EXERCISE DESCRIPTION
If a line in the entries below includes "that", pick it out and copy it.
[[ SOURCE INFORMATION open ]]
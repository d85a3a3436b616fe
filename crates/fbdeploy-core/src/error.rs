//! # Error Types
//!
//! All library errors derive `thiserror`. The taxonomy follows the deploy
//! pipeline's failure policy:
//!
//! - Object-store failures carry the key (or prefix) being touched.
//! - A manifest that exists but does not parse is fatal and reported
//!   separately from store failures, since it needs an operator to fix it.
//! - A manifest that does not exist is never an error; see
//!   [`ManifestState::Absent`](crate::manifest::ManifestState::Absent).

use thiserror::Error;

/// Failure reported by an [`ObjectStore`](crate::store::ObjectStore) implementation.
#[derive(Error, Debug)]
pub enum StoreError {
    /// The requested object does not exist.
    #[error("object not found: {bucket}/{key}")]
    NotFound {
        /// Bucket that was queried.
        bucket: String,
        /// Key that was requested.
        key: String,
    },

    /// Listing objects under a prefix failed.
    #[error("failed to list {bucket}/{prefix}*: {message}")]
    List {
        bucket: String,
        prefix: String,
        message: String,
    },

    /// Reading an object failed for a reason other than absence.
    #[error("failed to read {bucket}/{key}: {message}")]
    Get {
        bucket: String,
        key: String,
        message: String,
    },

    /// Writing an object failed.
    #[error("failed to write {bucket}/{key}: {message}")]
    Put {
        bucket: String,
        key: String,
        message: String,
    },

    /// The store client could not be constructed.
    #[error("object store client error: {0}")]
    Client(String),
}

impl StoreError {
    /// Whether this error means the object simply does not exist.
    pub fn is_not_found(&self) -> bool {
        matches!(self, StoreError::NotFound { .. })
    }
}

/// Configuration loading or validation failure.
#[derive(Error, Debug)]
pub enum ConfigError {
    /// A required configuration field is missing or empty.
    #[error("missing required config: {0}")]
    MissingField(&'static str),

    /// The config file could not be read.
    #[error("failed to read config file {path}: {source}")]
    Read {
        path: String,
        source: std::io::Error,
    },

    /// The config file could not be parsed.
    #[error("failed to parse config file {path}: {source}")]
    Parse {
        path: String,
        source: serde_yaml::Error,
    },
}

/// Top-level error for deploy hooks.
#[derive(Error, Debug)]
pub enum DeployError {
    /// Object-store operation failed.
    #[error("storage error: {0}")]
    Store(#[from] StoreError),

    /// Configuration is incomplete or unreadable.
    #[error("configuration error: {0}")]
    Config(#[from] ConfigError),

    /// The manifest object exists but is not a valid manifest document.
    #[error("malformed manifest at {key}: {source}")]
    MalformedManifest {
        key: String,
        source: serde_json::Error,
    },

    /// The manifest formatter could not produce a body.
    #[error("manifest formatting failed: {0}")]
    ManifestFormat(String),

    /// Activation was requested without any revision to activate.
    #[error("no revision to activate: pass a revision or record one in the deploy context")]
    MissingRevision,

    /// Neither the config nor the deploy context names an archive prefix.
    #[error("no archive prefix configured")]
    MissingArchivePrefix,

    /// Upload was requested without an archive in the deploy context.
    #[error("no archive to upload: {0}")]
    MissingArchive(&'static str),

    /// A revision identifier failed validation.
    #[error("invalid revision {0:?}")]
    InvalidRevision(String),

    /// Local filesystem failure (reading the archive).
    #[error("io error on {path}: {source}")]
    Io {
        path: String,
        source: std::io::Error,
    },
}

/// Convenience alias for deploy results.
pub type Result<T, E = DeployError> = std::result::Result<T, E>;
[[ SOURCE INFORMATION closed ]]
RESULT OF THIS TASK
//! - A manifest that exists but does not parse is fatal and reported
//! - A manifest that does not exist is never an error; see
        /// Bucket that was queried.
        /// Key that was requested.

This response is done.